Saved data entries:
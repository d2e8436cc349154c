//! Ask command handler.
//!
//! Runs one conversation turn on a fresh session.

use crate::bootstrap::build_engine;
use clap::Args;
use docchat_chat::{EngineOptions, Session};
use docchat_core::{config::AppConfig, AppError, AppResult};

/// Ask a single question
#[derive(Args, Debug)]
pub struct AskCommand {
    /// The question to ask
    #[arg(required = true, num_args = 1..)]
    pub question: Vec<String>,

    /// Maximum tokens in response
    #[arg(long)]
    pub max_tokens: Option<u32>,

    /// Temperature for response generation (0.0-2.0)
    #[arg(long)]
    pub temperature: Option<f32>,

    /// Output as JSON
    #[arg(long)]
    pub json: bool,
}

impl AskCommand {
    /// Execute the ask command.
    pub async fn execute(&self, config: &AppConfig) -> AppResult<()> {
        tracing::info!("Executing ask command");
        tracing::debug!("Ask command options: {:?}", self);

        let question = self.question.join(" ");

        let mut options = EngineOptions::from_config(config);
        options.max_tokens = self.max_tokens;
        options.temperature = self.temperature;

        let engine = build_engine(config, options)?;
        let mut session = Session::from_config(config)?;

        let report = engine.ask(&mut session, &question).await?;

        if self.json {
            let output = serde_json::json!({
                "answer": report.answer,
                "model": report.model,
                "provider": engine.provider_name(),
                "retrievalQuery": report.retrieval_query,
                "sources": report.sources,
                "usage": {
                    "promptTokens": report.usage.prompt_tokens,
                    "completionTokens": report.usage.completion_tokens,
                    "totalTokens": report.usage.total_tokens
                }
            });

            let json = serde_json::to_string_pretty(&output)
                .map_err(|e| AppError::Serialization(e.to_string()))?;
            println!("{}", json);
        } else {
            println!("{}", report.answer);

            if tracing::enabled!(tracing::Level::DEBUG) {
                tracing::debug!(
                    "Token usage - Prompt: {}, Completion: {}, Total: {}",
                    report.usage.prompt_tokens,
                    report.usage.completion_tokens,
                    report.usage.total_tokens
                );
            }
        }

        Ok(())
    }
}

■ **Task to complete**: Would you repeat all of the entries exactly?

■ **Your solution**:
repository d2e8436cc349154c
//! Ask command handler.
//!
//! Runs one conversation turn on a fresh session.

use crate::bootstrap::build_engine;
use clap::Args;
use docchat_chat::{EngineOptions, Session};
use docchat_core::{config::AppConfig, AppError, AppResult};

/// Ask a single question
#[derive(Args, Debug)]
pub struct AskCommand {
    /// The question to ask
    #[arg(required = true, num_args = 1..)]
    pub question: Vec<String>,

    /// Maximum tokens in response
    #[arg(long)]
    pub max_tokens: Option<u32>,

    /// Temperature for response generation (0.0-2.0)
    #[arg(long)]
    pub temperature: Option<f32>,

    /// Output as JSON
    #[arg(long)]
    pub json: bool,
}

impl AskCommand {
    /// Execute the ask command.
    pub async fn execute(&self, config: &AppConfig) -> AppResult<()> {
        tracing::info!("Executing ask command");
        tracing::debug!("Ask command options: {:?}", self);

        let question = self.question.join(" ");

        let mut options = EngineOptions::from_config(config);
        options.max_tokens = self.max_tokens;
        options.temperature = self.temperature;

        let engine = build_engine(config, options)?;
        let mut session = Session::from_config(config)?;

        let report = engine.ask(&mut session, &question).await?;

        if self.json {
            let output = serde_json::json!({
                "answer": report.answer,
                "model": report.model,
                "provider": engine.provider_name(),
                "retrievalQuery": report.retrieval_query,
                "sources": report.sources,
                "usage": {
                    "promptTokens": report.usage.prompt_tokens,
                    "completionTokens": report.usage.completion_tokens,
                    "totalTokens": report.usage.total_tokens
                }
            });

            let json = serde_json::to_string_pretty(&output)
                .map_err(|e| AppError::Serialization(e.to_string()))?;
            println!("{}", json);
        } else {
            println!("{}", report.answer);

            if tracing::enabled!(tracing::Level::DEBUG) {
                tracing::debug!(
                    "Token usage - Prompt: {}, Completion: {}, Total: {}",
                    report.usage.prompt_tokens,
                    report.usage.completion_tokens,
                    report.usage.total_tokens
                );
            }
        }

        Ok(())
    }
}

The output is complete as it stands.